### AIM OF THE EXERCISE
Word for word, output the data that follows.

### MATERIAL SHOWN

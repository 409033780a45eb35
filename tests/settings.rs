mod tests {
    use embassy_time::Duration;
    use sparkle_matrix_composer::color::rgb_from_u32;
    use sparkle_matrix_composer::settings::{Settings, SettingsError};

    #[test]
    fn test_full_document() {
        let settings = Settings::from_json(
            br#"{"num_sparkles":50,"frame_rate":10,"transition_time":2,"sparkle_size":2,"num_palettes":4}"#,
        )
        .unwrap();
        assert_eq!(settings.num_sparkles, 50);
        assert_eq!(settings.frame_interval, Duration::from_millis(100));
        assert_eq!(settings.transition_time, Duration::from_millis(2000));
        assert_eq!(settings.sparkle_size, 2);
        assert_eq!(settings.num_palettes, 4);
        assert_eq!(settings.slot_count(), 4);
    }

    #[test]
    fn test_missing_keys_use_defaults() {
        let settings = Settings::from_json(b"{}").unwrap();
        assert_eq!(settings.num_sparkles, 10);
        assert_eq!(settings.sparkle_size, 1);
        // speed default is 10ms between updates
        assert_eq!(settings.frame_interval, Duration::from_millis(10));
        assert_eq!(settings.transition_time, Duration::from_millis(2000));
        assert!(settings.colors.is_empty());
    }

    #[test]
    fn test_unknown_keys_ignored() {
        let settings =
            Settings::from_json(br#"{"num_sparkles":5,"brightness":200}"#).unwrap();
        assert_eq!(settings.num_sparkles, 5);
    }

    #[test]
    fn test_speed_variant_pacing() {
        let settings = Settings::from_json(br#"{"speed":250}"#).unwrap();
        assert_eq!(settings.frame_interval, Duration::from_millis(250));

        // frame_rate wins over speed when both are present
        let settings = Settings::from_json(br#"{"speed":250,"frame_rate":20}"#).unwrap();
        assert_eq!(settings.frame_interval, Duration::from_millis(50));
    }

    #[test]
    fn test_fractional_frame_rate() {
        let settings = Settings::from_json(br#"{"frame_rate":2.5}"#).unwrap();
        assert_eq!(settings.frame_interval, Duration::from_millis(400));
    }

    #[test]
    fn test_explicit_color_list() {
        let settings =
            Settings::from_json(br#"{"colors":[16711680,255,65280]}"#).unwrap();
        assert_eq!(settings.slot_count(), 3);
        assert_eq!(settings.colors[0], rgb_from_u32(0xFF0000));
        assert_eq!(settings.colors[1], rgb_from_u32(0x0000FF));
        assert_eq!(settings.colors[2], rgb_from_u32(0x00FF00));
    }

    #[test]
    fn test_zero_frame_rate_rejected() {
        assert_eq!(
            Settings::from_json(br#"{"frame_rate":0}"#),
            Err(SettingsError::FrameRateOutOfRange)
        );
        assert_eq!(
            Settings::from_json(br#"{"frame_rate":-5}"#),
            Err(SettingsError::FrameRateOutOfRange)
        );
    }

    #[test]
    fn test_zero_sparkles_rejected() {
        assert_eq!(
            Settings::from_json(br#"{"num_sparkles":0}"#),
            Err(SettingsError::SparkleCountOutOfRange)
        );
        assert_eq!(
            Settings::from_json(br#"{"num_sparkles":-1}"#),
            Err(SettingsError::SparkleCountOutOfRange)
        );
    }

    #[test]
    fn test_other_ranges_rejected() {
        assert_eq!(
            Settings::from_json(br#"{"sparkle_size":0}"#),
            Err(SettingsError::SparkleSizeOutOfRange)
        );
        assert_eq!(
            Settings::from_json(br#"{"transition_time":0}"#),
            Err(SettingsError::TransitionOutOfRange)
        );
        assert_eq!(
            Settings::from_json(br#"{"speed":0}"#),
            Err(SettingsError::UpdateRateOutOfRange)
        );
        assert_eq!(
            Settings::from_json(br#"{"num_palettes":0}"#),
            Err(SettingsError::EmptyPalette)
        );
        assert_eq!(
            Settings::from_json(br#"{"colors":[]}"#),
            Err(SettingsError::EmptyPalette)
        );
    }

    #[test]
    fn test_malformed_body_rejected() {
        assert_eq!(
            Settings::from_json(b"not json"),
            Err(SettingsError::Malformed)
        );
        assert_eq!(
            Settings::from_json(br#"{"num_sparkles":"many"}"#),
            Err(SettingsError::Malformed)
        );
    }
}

### RESULT
repository 409033780a45eb35
filename tests/settings.rs
mod tests {
    use embassy_time::Duration;
    use sparkle_matrix_composer::color::rgb_from_u32;
    use sparkle_matrix_composer::settings::{Settings, SettingsError};

    #[test]
    fn test_full_document() {
        let settings = Settings::from_json(
            br#"{"num_sparkles":50,"frame_rate":10,"transition_time":2,"sparkle_size":2,"num_palettes":4}"#,
        )
        .unwrap();
        assert_eq!(settings.num_sparkles, 50);
        assert_eq!(settings.frame_interval, Duration::from_millis(100));
        assert_eq!(settings.transition_time, Duration::from_millis(2000));
        assert_eq!(settings.sparkle_size, 2);
        assert_eq!(settings.num_palettes, 4);
        assert_eq!(settings.slot_count(), 4);
    }

    #[test]
    fn test_missing_keys_use_defaults() {
        let settings = Settings::from_json(b"{}").unwrap();
        assert_eq!(settings.num_sparkles, 10);
        assert_eq!(settings.sparkle_size, 1);
        // speed default is 10ms between updates
        assert_eq!(settings.frame_interval, Duration::from_millis(10));
        assert_eq!(settings.transition_time, Duration::from_millis(2000));
        assert!(settings.colors.is_empty());
    }

    #[test]
    fn test_unknown_keys_ignored() {
        let settings =
            Settings::from_json(br#"{"num_sparkles":5,"brightness":200}"#).unwrap();
        assert_eq!(settings.num_sparkles, 5);
    }

    #[test]
    fn test_speed_variant_pacing() {
        let settings = Settings::from_json(br#"{"speed":250}"#).unwrap();
        assert_eq!(settings.frame_interval, Duration::from_millis(250));

        // frame_rate wins over speed when both are present
        let settings = Settings::from_json(br#"{"speed":250,"frame_rate":20}"#).unwrap();
        assert_eq!(settings.frame_interval, Duration::from_millis(50));
    }

    #[test]
    fn test_fractional_frame_rate() {
        let settings = Settings::from_json(br#"{"frame_rate":2.5}"#).unwrap();
        assert_eq!(settings.frame_interval, Duration::from_millis(400));
    }

    #[test]
    fn test_explicit_color_list() {
        let settings =
            Settings::from_json(br#"{"colors":[16711680,255,65280]}"#).unwrap();
        assert_eq!(settings.slot_count(), 3);
        assert_eq!(settings.colors[0], rgb_from_u32(0xFF0000));
        assert_eq!(settings.colors[1], rgb_from_u32(0x0000FF));
        assert_eq!(settings.colors[2], rgb_from_u32(0x00FF00));
    }

    #[test]
    fn test_zero_frame_rate_rejected() {
        assert_eq!(
            Settings::from_json(br#"{"frame_rate":0}"#),
            Err(SettingsError::FrameRateOutOfRange)
        );
        assert_eq!(
            Settings::from_json(br#"{"frame_rate":-5}"#),
            Err(SettingsError::FrameRateOutOfRange)
        );
    }

    #[test]
    fn test_zero_sparkles_rejected() {
        assert_eq!(
            Settings::from_json(br#"{"num_sparkles":0}"#),
            Err(SettingsError::SparkleCountOutOfRange)
        );
        assert_eq!(
            Settings::from_json(br#"{"num_sparkles":-1}"#),
            Err(SettingsError::SparkleCountOutOfRange)
        );
    }

    #[test]
    fn test_other_ranges_rejected() {
        assert_eq!(
            Settings::from_json(br#"{"sparkle_size":0}"#),
            Err(SettingsError::SparkleSizeOutOfRange)
        );
        assert_eq!(
            Settings::from_json(br#"{"transition_time":0}"#),
            Err(SettingsError::TransitionOutOfRange)
        );
        assert_eq!(
            Settings::from_json(br#"{"speed":0}"#),
            Err(SettingsError::UpdateRateOutOfRange)
        );
        assert_eq!(
            Settings::from_json(br#"{"num_palettes":0}"#),
            Err(SettingsError::EmptyPalette)
        );
        assert_eq!(
            Settings::from_json(br#"{"colors":[]}"#),
            Err(SettingsError::EmptyPalette)
        );
    }

    #[test]
    fn test_malformed_body_rejected() {
        assert_eq!(
            Settings::from_json(b"not json"),
            Err(SettingsError::Malformed)
        );
        assert_eq!(
            Settings::from_json(br#"{"num_sparkles":"many"}"#),
            Err(SettingsError::Malformed)
        );
    }
}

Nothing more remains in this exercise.